I am sure that there are plenty of quality open-source alternatives, but the fact is that the controls won't be the same as Dreamweaver. Other people can help you find those, try searching these forums for "Dreamweaver alternative"

As for HTML, what are you looking for? Something to read HTML? That is every web browser.

Good luck,
jim

abyssius
January 27th, 2009, 02:08 AM
I am starting a web design class where they use dreamweaver and HTML. Can you use those things on Ubuntu?

All you need is a text editor to learn HTML. Some versions of Dreamweaver are reported to work on Linux using Wine. However, as the other post points out, Dreamweaver is expensive. If you're taking a course in Dreamweaver, I think you'll have to use Windows or a MAC. Once you learn the Dreamweaver workflow you'll be pretty much stuck with using it until you become advanced enough to develop your own web design methodology. There is nothing wrong with this. Dreamweaver is probably the best WYSIWYG web design software. I wish there was a Linux equivalent. But, so far, I haven't found one.

MrWES
January 27th, 2009, 02:25 AM
All you need is a text editor to learn HTML. Some versions of Dreamweaver are reported to work on Linux using Wine. However, as the other post points out, Dreamweaver is expensive. If you're taking a course in Dreamweaver, I think you'll have to use Windows or a MAC. Once you learn the Dreamweaver workflow you'll be pretty much stuck with using it until you become advanced enough to develop your own web design methodology. There is nothing wrong with this. Dreamweaver is probably the best WYSIWYG web design software. I wish there was a Linux equivalent. But, so far, I haven't found one.

Dreamweaver will run in a Windows XP Virtualbox.

cptr13
January 27th, 2009, 02:28 AM
Kompozer is decent. Not up to par with Dreamweaver, but will do the job.

Crafty Kisses
January 27th, 2009, 02:44 AM
I've always liked Bluefish, never had a problem with it.

abyssius
January 27th, 2009, 03:04 AM
I've always liked Bluefish, never had a problem with it.

I've tried Amaya, Screem, Bluefish and Kompozer. Amaya crashes my computer for some reason. I have an unnatural aversion to programs beginning with K. Bluefish reminds me a little of MS Front Page. I'd love to see an application with Dreamweaver's seamless transitions between coding and accurate WYSIWYG, and CSS support. However, I agree Bluefish is definitely usable. Dreamweaver, Flash and having to test websites in IE still keeps me in the Windows world for web design. I hate when clients request Flash sites or banner ads - but what can you do? You gotta make a living...

abyssius
January 27th, 2009, 03:11 AM
Dreamweaver will run in a Windows XP Virtualbox.

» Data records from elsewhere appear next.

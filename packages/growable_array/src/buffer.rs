use std::alloc::{self, Layout};
use std::any::type_name;
use std::mem::{self, MaybeUninit};
use std::ptr::NonNull;
use std::{fmt, slice};

use tracing::trace;

use crate::{Error, Result};

/// A fixed-size block of element slots with exactly one owner.
///
/// The buffer obtains all of its slots when it is created and never resizes itself. It knows
/// how many slots it owns but not which of them hold live values: slot liveness belongs to
/// whoever fills the slots (typically a [`GrowableArray`][crate::GrowableArray]). Dropping the
/// buffer frees the block without dropping any values stored in it.
///
/// The type is move-only. There is no `Clone` implementation, so a block can only ever be
/// freed once. Ownership of the block can be handed out with [`release()`](Self::release)
/// and taken back with [`from_raw()`](Self::from_raw).
///
/// # Examples
///
/// ```
/// use growable_array::OwningBuffer;
///
/// let mut buffer = OwningBuffer::<u64>::new(4);
/// assert!(buffer.is_allocated());
/// assert_eq!(buffer.len(), 4);
///
/// buffer.slots_mut()[0].write(42);
///
/// // SAFETY: Slot 0 was initialized above.
/// assert_eq!(unsafe { buffer.slots()[0].assume_init() }, 42);
/// ```
pub struct OwningBuffer<T> {
    /// First slot of the block. Dangling (but aligned) when no memory is owned.
    ptr: NonNull<MaybeUninit<T>>,

    /// Number of slots in the block. Zero when the buffer is empty.
    len: usize,
}

impl<T> OwningBuffer<T> {
    /// Creates a buffer that owns no block.
    #[must_use]
    pub const fn empty() -> Self {
        Self {
            ptr: NonNull::dangling(),
            len: 0,
        }
    }

    /// Allocates a block of `len` uninitialized slots.
    ///
    /// A `len` of zero produces an empty buffer without touching the allocator.
    ///
    /// # Panics
    ///
    /// Panics if the byte size of the block overflows the address space. Calls
    /// [`std::alloc::handle_alloc_error`] if the allocator refuses the request.
    #[must_use]
    pub fn new(len: usize) -> Self {
        Self::try_new(len).unwrap_or_else(|error| error.raise())
    }

    /// Allocates a block of `len` uninitialized slots, reporting failure as an error.
    ///
    /// A `len` of zero produces an empty buffer without touching the allocator.
    ///
    /// # Errors
    ///
    /// Returns [`Error::AllocationFailure`] if the block cannot be obtained.
    pub fn try_new(len: usize) -> Result<Self> {
        if len == 0 {
            return Ok(Self::empty());
        }

        let Ok(layout) = Layout::array::<T>(len) else {
            return Err(Error::capacity_overflow(len));
        };

        if layout.size() == 0 {
            // Zero-sized elements need no memory, only the slot count.
            return Ok(Self {
                ptr: NonNull::dangling(),
                len,
            });
        }

        // SAFETY: The layout has a non-zero size, checked above.
        let raw = unsafe { alloc::alloc(layout) };

        let ptr = NonNull::new(raw.cast::<MaybeUninit<T>>()).ok_or(Error::AllocationFailure {
            capacity: len,
            layout: Some(layout),
        })?;

        trace!(capacity = len, bytes = layout.size(), "allocated element block");

        Ok(Self { ptr, len })
    }

    /// Takes ownership of a block previously handed out by [`release()`](Self::release).
    ///
    /// No allocation takes place.
    ///
    /// # Safety
    ///
    /// The block must have been returned by [`release()`](Self::release) on an
    /// `OwningBuffer<T>` (with the same `T`) and must not be owned by anyone else. Values stored
    /// in the block are not dropped by the buffer.
    #[must_use]
    pub unsafe fn from_raw(block: NonNull<[MaybeUninit<T>]>) -> Self {
        Self {
            len: block.len(),
            ptr: block.cast::<MaybeUninit<T>>(),
        }
    }

    /// Gives up ownership of the block without freeing it, leaving the buffer empty.
    ///
    /// The caller becomes responsible for the returned block. The only way to free it is to
    /// hand it back to [`from_raw()`](Self::from_raw) and drop the resulting buffer.
    #[must_use = "the released block is leaked unless handed back to OwningBuffer::from_raw()"]
    pub fn release(&mut self) -> NonNull<[MaybeUninit<T>]> {
        let block = NonNull::slice_from_raw_parts(self.ptr, self.len);

        self.ptr = NonNull::dangling();
        self.len = 0;

        block
    }

    /// Exchanges the owned blocks of two buffers. No element is moved.
    pub fn swap(&mut self, other: &mut Self) {
        mem::swap(self, other);
    }

    /// Returns the number of slots in the owned block.
    #[must_use]
    pub fn len(&self) -> usize {
        self.len
    }

    /// Returns `true` if the buffer owns no slots.
    #[must_use]
    pub fn is_empty(&self) -> bool {
        self.len == 0
    }

    /// Returns `true` if the buffer owns a block.
    #[must_use]
    pub fn is_allocated(&self) -> bool {
        !self.is_empty()
    }

    /// Returns a pointer to the first slot.
    ///
    /// The pointer is dangling (but non-null and aligned) if the buffer is empty.
    #[must_use]
    pub fn as_ptr(&self) -> *const T {
        self.ptr.as_ptr().cast_const().cast::<T>()
    }

    /// Returns a mutable pointer to the first slot.
    ///
    /// The pointer is dangling (but non-null and aligned) if the buffer is empty.
    #[must_use]
    pub fn as_mut_ptr(&mut self) -> *mut T {
        self.ptr.as_ptr().cast::<T>()
    }

    /// Returns all slots of the block.
    #[must_use]
    pub fn slots(&self) -> &[MaybeUninit<T>] {
        // SAFETY: The pointer is valid for `len` slots (or dangling with `len == 0`), and
        // `MaybeUninit` places no requirement on the slot contents.
        unsafe { slice::from_raw_parts(self.ptr.as_ptr(), self.len) }
    }

    /// Returns all slots of the block for writing.
    #[must_use]
    pub fn slots_mut(&mut self) -> &mut [MaybeUninit<T>] {
        // SAFETY: As in `slots()`, and we hold the only reference to the block.
        unsafe { slice::from_raw_parts_mut(self.ptr.as_ptr(), self.len) }
    }

    /// Returns the slot at `index` without a bounds check.
    ///
    /// # Safety
    ///
    /// `index` must be less than [`len()`](Self::len).
    #[must_use]
    pub unsafe fn slot_unchecked(&self, index: usize) -> &MaybeUninit<T> {
        debug_assert!(index < self.len);

        // SAFETY: Forwarding the caller's guarantee that `index` is within the block.
        let slot = unsafe { self.ptr.add(index) };

        // SAFETY: The slot is inside the block and `MaybeUninit` accepts any contents.
        unsafe { slot.as_ref() }
    }

    /// Returns the slot at `index` for writing, without a bounds check.
    ///
    /// # Safety
    ///
    /// `index` must be less than [`len()`](Self::len).
    #[must_use]
    pub unsafe fn slot_unchecked_mut(&mut self, index: usize) -> &mut MaybeUninit<T> {
        debug_assert!(index < self.len);

        // SAFETY: Forwarding the caller's guarantee that `index` is within the block.
        let mut slot = unsafe { self.ptr.add(index) };

        // SAFETY: The slot is inside the block and we hold the only reference to it.
        unsafe { slot.as_mut() }
    }
}

impl<T> Drop for OwningBuffer<T> {
    fn drop(&mut self) {
        if self.len == 0 || size_of::<T>() == 0 {
            return;
        }

        // Cannot overflow: the same product was validated by `Layout::array` on allocation.
        let size = size_of::<T>().wrapping_mul(self.len);

        // SAFETY: The block was allocated with `Layout::array::<T>(len)`, which has exactly
        // this size and the alignment of `T`.
        let layout = unsafe { Layout::from_size_align_unchecked(size, align_of::<T>()) };

        // SAFETY: We own the block and it was allocated by the global allocator with `layout`.
        unsafe {
            alloc::dealloc(self.ptr.as_ptr().cast::<u8>(), layout);
        }
    }
}

impl<T> Default for OwningBuffer<T> {
    fn default() -> Self {
        Self::empty()
    }
}

impl<T> fmt::Debug for OwningBuffer<T> {
    #[cfg_attr(test, mutants::skip)] // No API contract.
    fn fmt(&self, f: &mut fmt::Formatter<'_>) -> fmt::Result {
        f.debug_struct(type_name::<Self>())
            .field("ptr", &self.ptr)
            .field("len", &self.len)
            .finish()
    }
}

// SAFETY: The buffer owns its block exclusively, so sending it sends the (possible) values.
unsafe impl<T: Send> Send for OwningBuffer<T> {}

// SAFETY: Shared access only hands out shared slot references.
unsafe impl<T: Sync> Sync for OwningBuffer<T> {}

#[cfg(test)]
#[cfg_attr(coverage_nightly, coverage(off))]
#[allow(
    clippy::undocumented_unsafe_blocks,
    clippy::multiple_unsafe_ops_per_block,
    clippy::indexing_slicing,
    reason = "tests focus on succinct code and do not need to tick all the boxes"
)]
mod tests {
    use std::fmt::Debug;

    use static_assertions::{assert_impl_all, assert_not_impl_any};

    use super::*;

    assert_impl_all!(OwningBuffer<u32>: Send, Sync, Debug, Default);
    assert_impl_all!(OwningBuffer<String>: Send, Sync);
    assert_not_impl_any!(OwningBuffer<u32>: Clone, Copy);
    assert_not_impl_any!(OwningBuffer<std::rc::Rc<u32>>: Send, Sync);

    #[test]
    fn zero_len_owns_nothing() {
        let buffer = OwningBuffer::<u64>::new(0);

        assert_eq!(buffer.len(), 0);
        assert!(buffer.is_empty());
        assert!(!buffer.is_allocated());
        assert!(buffer.slots().is_empty());
    }

    #[test]
    fn empty_and_default_are_the_same() {
        let a = OwningBuffer::<u64>::empty();
        let b = OwningBuffer::<u64>::default();

        assert!(!a.is_allocated());
        assert!(!b.is_allocated());
        assert_eq!(a.as_ptr(), b.as_ptr());
    }

    #[test]
    fn new_owns_requested_slots() {
        let mut buffer = OwningBuffer::<u64>::new(8);

        assert_eq!(buffer.len(), 8);
        assert!(buffer.is_allocated());

        for (index, slot) in buffer.slots_mut().iter_mut().enumerate() {
            slot.write(index as u64 * 10);
        }

        for index in 0..8 {
            let value = unsafe { buffer.slot_unchecked(index).assume_init_read() };
            assert_eq!(value, index as u64 * 10);
        }
    }

    #[test]
    fn slot_unchecked_mut_writes_through() {
        let mut buffer = OwningBuffer::<u32>::new(3);

        unsafe {
            buffer.slot_unchecked_mut(2).write(99);
        }

        assert_eq!(unsafe { buffer.as_ptr().add(2).read() }, 99);
    }

    #[test]
    fn release_leaves_buffer_empty_and_from_raw_takes_it_back() {
        let mut buffer = OwningBuffer::<u32>::new(4);
        buffer.slots_mut()[3].write(7);
        let original_ptr = buffer.as_ptr();

        let block = buffer.release();

        assert!(!buffer.is_allocated());
        assert_eq!(buffer.len(), 0);
        assert_eq!(block.len(), 4);

        let restored = unsafe { OwningBuffer::from_raw(block) };

        assert_eq!(restored.len(), 4);
        assert_eq!(restored.as_ptr(), original_ptr);
        assert_eq!(unsafe { restored.slots()[3].assume_init() }, 7);
    }

    #[test]
    fn release_of_empty_buffer_is_empty_block() {
        let mut buffer = OwningBuffer::<u32>::empty();

        let block = buffer.release();

        assert_eq!(block.len(), 0);

        // Handing back an empty block is harmless.
        drop(unsafe { OwningBuffer::from_raw(block) });
    }

    #[test]
    fn swap_exchanges_blocks_without_moving_slots() {
        let mut a = OwningBuffer::<u8>::new(2);
        let mut b = OwningBuffer::<u8>::new(5);
        let a_ptr = a.as_ptr();
        let b_ptr = b.as_ptr();

        a.swap(&mut b);

        assert_eq!(a.len(), 5);
        assert_eq!(b.len(), 2);
        assert_eq!(a.as_ptr(), b_ptr);
        assert_eq!(b.as_ptr(), a_ptr);
    }

    #[test]
    fn swap_with_empty_moves_ownership() {
        let mut a = OwningBuffer::<u8>::new(3);
        let mut b = OwningBuffer::<u8>::empty();

        a.swap(&mut b);

        assert!(!a.is_allocated());
        assert!(b.is_allocated());
        assert_eq!(b.len(), 3);
    }

    #[test]
    fn impossible_size_is_capacity_overflow() {
        let result = OwningBuffer::<u64>::try_new(usize::MAX);

        assert!(matches!(
            result,
            Err(Error::AllocationFailure {
                capacity: usize::MAX,
                layout: None
            })
        ));
    }

    #[test]
    #[should_panic(expected = "capacity overflow")]
    fn impossible_size_panics_in_infallible_form() {
        drop(OwningBuffer::<u64>::new(usize::MAX));
    }

    #[test]
    fn zero_sized_elements_need_no_memory() {
        let buffer = OwningBuffer::<()>::new(1000);

        assert_eq!(buffer.len(), 1000);
        assert!(buffer.is_allocated());
        assert_eq!(buffer.slots().len(), 1000);
    }

    #[test]
    fn dropping_buffer_does_not_drop_slot_values() {
        use std::rc::Rc;

        let shared = Rc::new(5);

        let mut buffer = OwningBuffer::<Rc<i32>>::new(1);
        buffer.slots_mut()[0].write(Rc::clone(&shared));

        // Take the value back out before the buffer goes away; the buffer must not touch it.
        let value = unsafe { buffer.slots()[0].assume_init_read() };
        drop(buffer);

        assert_eq!(Rc::strong_count(&shared), 2);
        drop(value);
        assert_eq!(Rc::strong_count(&shared), 1);
    }
}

I keep my Linux Computers and Windows Computers completely separate. May I will try to set up an XP virtualbox. I just googled it on the web. I'm not a linux expert (only a 1 year user at this point). But, I dream of the day when I won't need Windows anymore... Right now, I can't get rid of that last 10%...

abyssius
January 27th, 2009, 03:14 AM
Kompozer is decent. Not up to par with Dreamweaver, but will do the job.

I need something that is up to par with Dreamweaver (and Flash) so I can get rid of Windows altogether.

bruce89
January 27th, 2009, 03:55 AM
I need something that is up to par with Dreamweaver (and Flash) so I can get rid of Windows altogether.

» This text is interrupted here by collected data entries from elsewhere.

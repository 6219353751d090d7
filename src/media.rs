use base64::Engine;
use serde::Serialize;
use std::path::Path;
use tracing::info;

use crate::error::ChatError;
use crate::feed::MediaType;

/// Media staged for the next message
#[derive(Debug, Clone, PartialEq, Serialize)]
#[serde(rename_all = "camelCase")]
pub struct MediaAttachment {
    pub media_type: MediaType,
    /// `data:<mime>;base64,<payload>`
    pub data_url: String,
    pub file_name: String,
    pub size_bytes: usize,
}

/// Guess a MIME type from the file extension
pub fn mime_for_path(path: &Path) -> &'static str {
    mime_guess::from_path(path)
        .first_raw()
        .unwrap_or("application/octet-stream")
}

/// Media kind for a MIME type; only `image/*` and `video/*` are accepted
pub fn media_type_for_mime(mime: &str) -> Option<MediaType> {
    if mime.starts_with("image/") {
        Some(MediaType::Image)
    } else if mime.starts_with("video/") {
        Some(MediaType::Video)
    } else {
        None
    }
}

/// Read a local file and encode it as an inline attachment
///
/// Only the MIME prefix is checked; size and content are not validated.
pub async fn load_attachment(path: impl AsRef<Path>) -> Result<MediaAttachment, ChatError> {
    let path = path.as_ref();
    let mime = mime_for_path(path);

    let media_type = media_type_for_mime(mime).ok_or_else(|| {
        ChatError::validation(format!(
            "unsupported media type {} for {}",
            mime,
            path.display()
        ))
    })?;

    let bytes = tokio::fs::read(path)
        .await
        .map_err(|e| ChatError::Io(format!("failed to read {}: {}", path.display(), e)))?;

    let encoded = base64::engine::general_purpose::STANDARD.encode(&bytes);

    info!(
        "Staged {} attachment {} ({} bytes)",
        mime,
        path.display(),
        bytes.len()
    );

    Ok(MediaAttachment {
        media_type,
        data_url: format!("data:{};base64,{}", mime, encoded),
        file_name: path
            .file_name()
            .map(|n| n.to_string_lossy().into_owned())
            .unwrap_or_default(),
        size_bytes: bytes.len(),
    })
}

Incidentally, there is a multiquote button (the one right of the normal quote button).

There have been some unstable releases of Bluefish recently, so perhaps it will improve.

blueridgedog
January 27th, 2009, 04:21 AM
I've tried Amaya, Screem, Bluefish and Kompozer. Amaya crashes my computer for some reason. I have an unnatural aversion to programs beginning with K. Bluefish reminds me a little of MS Front Page. I'd love to see an application with Dreamweaver's seamless transitions between coding and accurate WYSIWYG, and CSS support. However, I agree Bluefish is definitely usable. Dreamweaver, Flash and having to test websites in IE still keeps me in the Windows world for web design. I hate when clients request Flash sites or banner ads - but what can you do? You gotta make a living...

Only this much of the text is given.